Based in San Francisco, Instacart (CART) — which is also known as Maplebear Inc. — boosted the range for its IPO to $28 to $30 to raise as much as $660 million in the offering on optimism thanks to the Arm Holdings (ARM) initial public offering.
The company, led by Fidji Simo, a former Meta Platforms (META) executive, will issue 22M shares in total, plus up to an additional 3.3M shares in aggregate, according to its latest S-1 filing.
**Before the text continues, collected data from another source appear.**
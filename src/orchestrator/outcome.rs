// repo-setup: Publish local folders as hosted Git repositories
//
// SPDX-FileCopyrightText: 2026 Romeo Ahmed
// SPDX-License-Identifier: GPL-3.0-or-later

//! Structured operation results.
//!
//! ```text
//! SetupError --from_error()--> OperationOutcome { succeeded, kind, message, raw_detail }
//!
//!   GitError::ToolNotFound       ExternalToolError(NotFound)
//!   GitError::PermissionDenied   ExternalToolError(PermissionDenied)
//!   GitError::NoRemote           ExternalToolError(NoRemoteConfigured)
//!   GitError::UnrecognizedHost   ExternalToolError(UnrecognizedHost)
//!   HostedError::Unauthorized    AuthFailure
//!   HostedError::MissingToken    AuthFailure
//!   HostedError::AlreadyExists   Conflict
//!   everything else              ExternalToolError(Failed)
//! ```

use serde::Serialize;
use std::fmt;

use crate::error::{GitError, HostedError, SetupError};
use crate::hosted::types::RemoteRepository;

use super::target::ForcePushConfirmation;

/// Why an external tool call failed.
#[derive(Debug, Clone, Copy, PartialEq, Eq, Serialize)]
#[serde(rename_all = "snake_case")]
pub enum ToolFailure {
    /// The tool executable could not be found.
    NotFound,
    PermissionDenied,
    NoRemoteConfigured,
    /// The remote lives on a host other than the supported provider.
    UnrecognizedHost,
    Failed,
}

/// What an operation did, or why it stopped.
#[derive(Debug, Clone, Copy, PartialEq, Eq, Serialize)]
#[serde(rename_all = "snake_case")]
pub enum OutcomeKind {
    Initialized,
    Committed,
    RemoteCreated,
    Pushed,
    Pulled,
    /// Identity or token accepted.
    Configured,
    /// Nothing to commit. Not an error.
    NoOpNoChanges,
    /// A hosted repository with the requested name already exists.
    Conflict,
    AuthFailure,
    ExternalToolError(ToolFailure),
}

impl OutcomeKind {
    #[must_use]
    pub const fn label(self) -> &'static str {
        match self {
            Self::Initialized => "initialized",
            Self::Committed => "committed",
            Self::RemoteCreated => "remote created",
            Self::Pushed => "pushed",
            Self::Pulled => "pulled",
            Self::Configured => "configured",
            Self::NoOpNoChanges => "no changes",
            Self::Conflict => "conflict",
            Self::AuthFailure => "auth failure",
            Self::ExternalToolError(ToolFailure::NotFound) => "tool not found",
            Self::ExternalToolError(ToolFailure::PermissionDenied) => "permission denied",
            Self::ExternalToolError(ToolFailure::NoRemoteConfigured) => "no remote",
            Self::ExternalToolError(ToolFailure::UnrecognizedHost) => "unrecognized host",
            Self::ExternalToolError(ToolFailure::Failed) => "failed",
        }
    }
}

/// Result of one orchestration step.
#[derive(Debug, Clone, PartialEq, Eq, Serialize)]
pub struct OperationOutcome {
    pub succeeded: bool,
    pub kind: OutcomeKind,
    pub message: String,
    /// Output of the underlying tool, kept verbatim.
    pub raw_detail: Option<String>,
}

impl OperationOutcome {
    #[must_use]
    pub fn success(kind: OutcomeKind, message: impl Into<String>) -> Self {
        Self {
            succeeded: true,
            kind,
            message: message.into(),
            raw_detail: None,
        }
    }

    #[must_use]
    pub fn failure(kind: OutcomeKind, message: impl Into<String>) -> Self {
        Self {
            succeeded: false,
            kind,
            message: message.into(),
            raw_detail: None,
        }
    }

    /// Attach tool output; blank output is dropped.
    #[must_use]
    pub fn with_detail(mut self, detail: impl Into<String>) -> Self {
        let detail = detail.into();
        if !detail.trim().is_empty() {
            self.raw_detail = Some(detail);
        }
        self
    }

    /// Map a gateway error to a failed outcome.
    #[must_use]
    pub fn from_error(err: &SetupError) -> Self {
        let (kind, detail) = match err {
            SetupError::Git(git) => match &**git {
                GitError::ToolNotFound { message } => {
                    (OutcomeKind::ExternalToolError(ToolFailure::NotFound), Some(message))
                }
                GitError::PermissionDenied { message, .. } => (
                    OutcomeKind::ExternalToolError(ToolFailure::PermissionDenied),
                    Some(message),
                ),
                GitError::NoRemote { .. } => (
                    OutcomeKind::ExternalToolError(ToolFailure::NoRemoteConfigured),
                    None,
                ),
                GitError::UnrecognizedHost { .. } => (
                    OutcomeKind::ExternalToolError(ToolFailure::UnrecognizedHost),
                    None,
                ),
                GitError::CommandFailed { message, .. } => {
                    (OutcomeKind::ExternalToolError(ToolFailure::Failed), Some(message))
                }
                GitError::NotADirectory { .. } | GitError::Gix(_) => {
                    (OutcomeKind::ExternalToolError(ToolFailure::Failed), None)
                }
            },
            SetupError::Hosted(hosted) => match &**hosted {
                HostedError::MissingToken => (OutcomeKind::AuthFailure, None),
                HostedError::Unauthorized { body, .. } => (OutcomeKind::AuthFailure, Some(body)),
                HostedError::AlreadyExists { .. } => (OutcomeKind::Conflict, None),
                HostedError::HttpError { body, .. } => {
                    (OutcomeKind::ExternalToolError(ToolFailure::Failed), Some(body))
                }
                HostedError::Reqwest(_) => {
                    (OutcomeKind::ExternalToolError(ToolFailure::Failed), None)
                }
            },
            SetupError::Io(io) if io.kind() == std::io::ErrorKind::PermissionDenied => (
                OutcomeKind::ExternalToolError(ToolFailure::PermissionDenied),
                None,
            ),
            SetupError::Config(_) | SetupError::Io(_) | SetupError::Bailed(_) => {
                (OutcomeKind::ExternalToolError(ToolFailure::Failed), None)
            }
        };

        let outcome = Self::failure(kind, err.to_string());
        match detail {
            Some(detail) => outcome.with_detail(detail.clone()),
            None => outcome,
        }
    }
}

impl fmt::Display for OperationOutcome {
    fn fmt(&self, f: &mut fmt::Formatter<'_>) -> fmt::Result {
        let mark = if self.succeeded { "ok" } else { "!!" };
        write!(f, "[{mark}] {}: {}", self.kind.label(), self.message)
    }
}

/// Every step a publish run took, in order.
#[derive(Debug, Clone, Default, PartialEq, Eq, Serialize)]
pub struct PublishReport {
    pub steps: Vec<OperationOutcome>,
    /// Browser URL of the hosted repository, set on success.
    pub web_url: Option<String>,
    /// The repository that blocked or was overwritten by this run.
    pub existing_remote: Option<RemoteRepository>,
}

impl PublishReport {
    /// True iff every step succeeded.
    #[must_use]
    pub fn succeeded(&self) -> bool {
        self.steps.iter().all(|step| step.succeeded)
    }

    #[must_use]
    pub fn is_conflict(&self) -> bool {
        self.steps
            .last()
            .is_some_and(|step| step.kind == OutcomeKind::Conflict)
    }

    /// Confirmation to overwrite the repository this run collided with.
    ///
    /// Only a conflicted report can produce one, and it authorizes exactly the
    /// repository that caused the conflict.
    #[must_use]
    pub fn confirm_force_push(&self) -> Option<ForcePushConfirmation> {
        if !self.is_conflict() {
            return None;
        }
        self.existing_remote
            .as_ref()
            .map(ForcePushConfirmation::for_repository)
    }

    pub(crate) fn push(&mut self, step: OperationOutcome) -> bool {
        let ok = step.succeeded;
        self.steps.push(step);
        ok
    }
}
At the high end of the range, the IPO would have raised $660M, and the company will be valued between $9.3B and $9.9B.
The delivery app filed to go public last month and said in its prospectus that sales for the quarter ended in June rose 15% to $716M. Net income totaled $114M.
Instacart’s offering comes just days days after Arm Holdings (ARM) priced at the top of its range and jumped 25% in its first day of trading.
Arm, majority-owned by SoftBank Group’s (OTCPK:SFTBY), sold more than 95.5M shares giving it a valuation at more than $54B, according to a statement released on Thursday. The offering priced at the top of the expected range of $47 to $51.
The selling shareholder, a wholly-owned subsidiary of SoftBank, granted the underwriters an option to purchase up to an additional 7 million ADSs to cover over-allotment, if any, for 30 days after the date of the final prospectus.
The British chip design firm, which has nearly 6,000 full-time employees, saw revenue for the fiscal year ended in March relatively flat at $2.679B compared to $2.703B a year earlier. Net income from continuing operations for the year totaled $524M compared to $676M in the previous period.